● Task brief
Restate each record word for word, from the first to the last.

● Data for this task
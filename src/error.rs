use thiserror::Error;

/// The ways in which an analysis or synthesis call can reject its input.
///
/// Note that a specification which prunes away entirely, or a synthesis for which no
/// compliant controller exists, is *not* an error. Those are ordinary negative results
/// and are reported as `None`. Likewise, looking up a state or event that does not
/// exist yields `None` from the respective query, never an `Error`.
#[derive(Debug, Clone, PartialEq, Eq, Error)]
pub enum Error {
    /// A modal specification talks about an event which the plant cannot observe.
    /// Supervision happens through the observer view of the plant, so a specification
    /// is required to speak only in observable terms.
    #[error("specification event `{0}` is unobservable in the plant")]
    UnobservableSpecificationEvent(String),

    /// A modal operation was handed a nondeterministic automaton. How the modal
    /// product should treat multiple initial states is deliberately left unresolved,
    /// so the input is rejected instead of silently picking a tie-break.
    #[error("modal operations on nondeterministic automata are unsupported")]
    NondeterministicSpecification,
}
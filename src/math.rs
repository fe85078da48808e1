use std::collections::{BTreeMap, BTreeSet};

/// Type alias for sets, we use this to hide which type of `HashSet` we are actually using.
pub type Set<S> = fxhash::FxHashSet<S>;
/// Type alias for maps, we use this to hide which type of `HashMap` we are actually using.
pub type Map<K, V> = fxhash::FxHashMap<K, V>;

/// Type alias for sets with a deterministic iteration order. Used wherever the result of an
/// algorithm must not depend on hash iteration order, e.g. the target sets of transitions and
/// the compositions recorded by the observer construction.
pub type OrderedSet<S> = BTreeSet<S>;
/// Type alias for maps with a deterministic iteration order.
pub type OrderedMap<K, V> = BTreeMap<K, V>;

● Task solution
filename src/error.rs
use thiserror::Error;

/// The ways in which an analysis or synthesis call can reject its input.
///
/// Note that a specification which prunes away entirely, or a synthesis for which no
/// compliant controller exists, is *not* an error. Those are ordinary negative results
/// and are reported as `None`. Likewise, looking up a state or event that does not
/// exist yields `None` from the respective query, never an `Error`.
#[derive(Debug, Clone, PartialEq, Eq, Error)]
pub enum Error {
    /// A modal specification talks about an event which the plant cannot observe.
    /// Supervision happens through the observer view of the plant, so a specification
    /// is required to speak only in observable terms.
    #[error("specification event `{0}` is unobservable in the plant")]
    UnobservableSpecificationEvent(String),

    /// A modal operation was handed a nondeterministic automaton. How the modal
    /// product should treat multiple initial states is deliberately left unresolved,
    /// so the input is rejected instead of silently picking a tie-break.
    #[error("modal operations on nondeterministic automata are unsupported")]
    NondeterministicSpecification,
}
filename src/math.rs
repository fe85078da48808e1
use std::collections::{BTreeMap, BTreeSet};

/// Type alias for sets, we use this to hide which type of `HashSet` we are actually using.
pub type Set<S> = fxhash::FxHashSet<S>;
/// Type alias for maps, we use this to hide which type of `HashMap` we are actually using.
pub type Map<K, V> = fxhash::FxHashMap<K, V>;

/// Type alias for sets with a deterministic iteration order. Used wherever the result of an
/// algorithm must not depend on hash iteration order, e.g. the target sets of transitions and
/// the compositions recorded by the observer construction.
pub type OrderedSet<S> = BTreeSet<S>;
/// Type alias for maps with a deterministic iteration order.
pub type OrderedMap<K, V> = BTreeMap<K, V>;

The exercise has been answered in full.